Les chercheurs de l’Université d’Oxford ont fait un pas important vers la réalisation une forme « d'électricité biologique » qui pourrait être utilisée dans diverses applications de bioingénierie et biomédicales, y compris la communication avec des cellules humaines vivantes. Le travail a été publié aujourd'hui (28 novembre) dans la revue Science.
Les dispositifs iontroniques constituent l’un des domaines les plus dynamiques et les plus passionnants du génie biochimique. Au lieu d’utiliser l’électricité, ceux-ci imitent le cerveau humain en transmettant des informations via des ions (particules chargées), notamment des ions sodium, potassium et calcium. À terme, les dispositifs iontroniques pourraient permettre la mise en place de systèmes de signalisation biocompatibles, économes en énergie et très précis, notamment pour l'administration de médicaments.
Cependant, jusqu’à présent, les dispositifs iontroniques sont généralement installés sur des échafaudages solides, ce qui entrave leur intégration dans les tissus mous. Dans cette nouvelle étude, des chercheurs de l’Université d’Oxford ont réussi à développer des dispositifs iontroniques miniatures et multifonctionnels construits à partir de gouttelettes d’hydrogel biocompatibles. Les hydrogels fonctionnent comme des analogues ioniques des semi-conducteurs électroniques, permettant de contrôler le mouvement des ions de la même manière que le contrôle du mouvement des électrons en électronique. Les minuscules gouttelettes microscopiques sont assemblées à l’aide de tensioactifs (molécules ressemblant à du savon) et conduisent les ions après avoir été déclenchées par la lumière pour se lier (une technique développée par le groupe).
Les chercheurs ont nommé leur collection d’appareils dropletronics, un composé de gouttelettes et d’iontronique. En créant des combinaisons de gouttelettes d'hydrogel nanolitres à l'échelle micrométrique, l'équipe a produit des diodes droplétroniques, des transistors, des portes logiques et des dispositifs de mémoire. Les dispositifs dropletroniques fonctionnent mieux que tous les dispositifs iontroniques logiciels développés à ce jour, notamment une efficacité plus élevée et un temps de réponse plus rapide. Ils sont même comparables aux dispositifs iontroniques solides, avec l’avantage supplémentaire de ne pas être intégrés dans une matrice dure.
Dr Yujia Zhang, chercheur principal de l'étude, Département de chimie, Université d'Oxford
En plus de contrôler les mouvements des ions, les dispositifs droplétroniques peuvent également interagir avec les cellules et enregistrer leurs signaux biologiques, puisque les dispositifs et les cellules parlent le même « langage ionique ». Dans cette étude, l’équipe de recherche a utilisé ces appareils pour produire des capteurs biocompatibles afin d’enregistrer les signaux électriques des battements des cellules cardiaques humaines.
«Il s'agit du premier exemple d'un capteur biologique construit en laboratoire capable de détecter et de répondre aux changements de fonction des cellules cardiaques humaines dans une assiette», a déclaré le Dr Christopher Toepfer, professeur agrégé de sciences cardiovasculaires au département de médecine Radcliffe de l'université d'Oxford. « Cette découverte constitue une étape passionnante vers la fabrication de dispositifs biologiques plus complexes qui détecteront diverses anomalies dans un organe et réagiront en délivrant intelligemment des médicaments à l'intérieur du corps. »

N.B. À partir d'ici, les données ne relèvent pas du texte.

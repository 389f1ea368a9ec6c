//! Procedural dungeon generation
//!
//! Layout is always the full grid; only room contents are rolled.

use rand::seq::SliceRandom;
use rand::Rng;

use super::{Coord, Direction, Dungeon, Room};
use crate::entities::{Monster, MonsterKind};
use crate::progression::{monster_spawn_chance, StageScaling};

/// Chance for a non-start room to hold an item on a normal stage
pub const ITEM_CHANCE: f64 = 0.2;

/// Items that can be found lying in rooms
pub const ITEM_CATALOG: [&str; 3] = ["Health Potion", "Rusty Sword", "Small Shield"];

const PORTAL_TEXT: &str = " A glowing portal shimmers in the corner, leading to the next stage.";

/// Build a fully wired and populated dungeon for a stage
pub fn generate_dungeon<R: Rng + ?Sized>(
    rng: &mut R,
    size: usize,
    stage_level: u32,
    is_boss_stage: bool,
) -> Dungeon {
    let mut dungeon = Dungeon::new(size, stage_level, is_boss_stage);

    carve_rooms(&mut dungeon);
    connect_rooms(&mut dungeon);

    if is_boss_stage {
        place_boss(&mut dungeon);
    } else {
        populate_rooms(rng, &mut dungeon);
    }

    let exit = dungeon.exit_coords();
    if !is_boss_stage && exit != dungeon.start_coords() {
        if let Some(room) = dungeon.room_mut(exit) {
            room.description.push_str(PORTAL_TEXT);
        }
    }

    log::info!(
        "Generated stage {} dungeon ({}x{}, boss: {}, {} monsters)",
        stage_level,
        size,
        size,
        is_boss_stage,
        dungeon.remaining_enemies()
    );
    dungeon
}

/// Roll a wandering monster for `stage`. It belongs to no room.
pub fn spawn_wandering<R: Rng + ?Sized>(rng: &mut R, stage: u32) -> Monster {
    spawn_common(rng, &StageScaling::normal(stage))
}

fn spawn_common<R: Rng + ?Sized>(rng: &mut R, scaling: &StageScaling) -> Monster {
    let kind = *MonsterKind::COMMON
        .choose(rng)
        .unwrap_or(&MonsterKind::Slime);
    Monster::spawn_scaled(kind, scaling)
}

fn carve_rooms(dungeon: &mut Dungeon) {
    for x in 0..dungeon.size {
        for y in 0..dungeon.size {
            let description = format!("You are in a dimly lit room at ({},{}).", x, y);
            dungeon.rooms.insert(Coord::new(x, y), Room::new(description));
        }
    }
}

/// Link every room to its grid neighbours, both ways
fn connect_rooms(dungeon: &mut Dungeon) {
    let size = dungeon.size;
    for x in 0..size {
        for y in 0..size {
            let here = Coord::new(x, y);
            for dir in [Direction::North, Direction::East] {
                let Some(there) = here.step(dir, size) else {
                    continue;
                };
                if let Some(room) = dungeon.room_mut(here) {
                    room.add_exit(dir, there);
                }
                if let Some(room) = dungeon.room_mut(there) {
                    room.add_exit(dir.opposite(), here);
                }
            }
        }
    }
}

/// Boss stage: a single scaled Dragon in the exit room, nothing else
fn place_boss(dungeon: &mut Dungeon) {
    let scaling = StageScaling::boss(dungeon.stage_level);
    let boss = Monster::spawn_scaled(MonsterKind::Dragon, &scaling);
    let exit = dungeon.exit_coords();

    if let Some(room) = dungeon.room_mut(exit) {
        room.description.push_str(&format!(
            " A fearsome {} guards the portal to the next stage!",
            boss.name()
        ));
        log::debug!("Placed {} boss at {} (hp {})", boss.name(), exit, boss.health.max);
        room.add_enemy(boss);
    }
}

/// Normal stage: independent monster and item rolls for every room but the start
fn populate_rooms<R: Rng + ?Sized>(rng: &mut R, dungeon: &mut Dungeon) {
    let scaling = StageScaling::normal(dungeon.stage_level);
    let monster_chance = monster_spawn_chance(dungeon.stage_level);
    let start = dungeon.start_coords();

    for (coord, room) in dungeon.rooms.iter_mut() {
        if *coord == start {
            continue;
        }
        if rng.gen_bool(monster_chance) {
            room.add_enemy(spawn_common(rng, &scaling));
        }
        if rng.gen_bool(ITEM_CHANCE) {
            if let Some(item) = ITEM_CATALOG.choose(rng) {
                room.add_item(*item);
            }
        }
    }
}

Les chercheurs envisagent l'intégration de la droplétronique avec la matière vivante, ce qui fournirait une approche biocompatible de la communication ionique directe, y compris la possibilité d'identifier plusieurs espèces ioniques et moléculaires vitales, ce qui ouvrirait de nouvelles possibilités dans divers domaines, notamment en médecine clinique. Les circuits droplétroniques peuvent également permettre de construire des systèmes logiques ioniques qui imitent les neurones pour le traitement et les calculs de l'information neuromorphique.
Le professeur Hagan Bayley (Département de chimie, Université d'Oxford), responsable du groupe de recherche chargé de l'étude, a déclaré : « Dr. Zhang a utilisé une approche créative et hautement multidisciplinaire incluant des aspects de l'électrochimie, de la chimie des polymères, de la physique des surfaces et de l'ingénierie des dispositifs pour produire les premiers dispositifs « droplétroniques » à l'échelle microscopique. Les capacités fonctionnelles de ces structures démontrent qu'elles pourraient bientôt être transformées en dispositifs pratiques ayant des applications à la fois en science fondamentale et en médecine.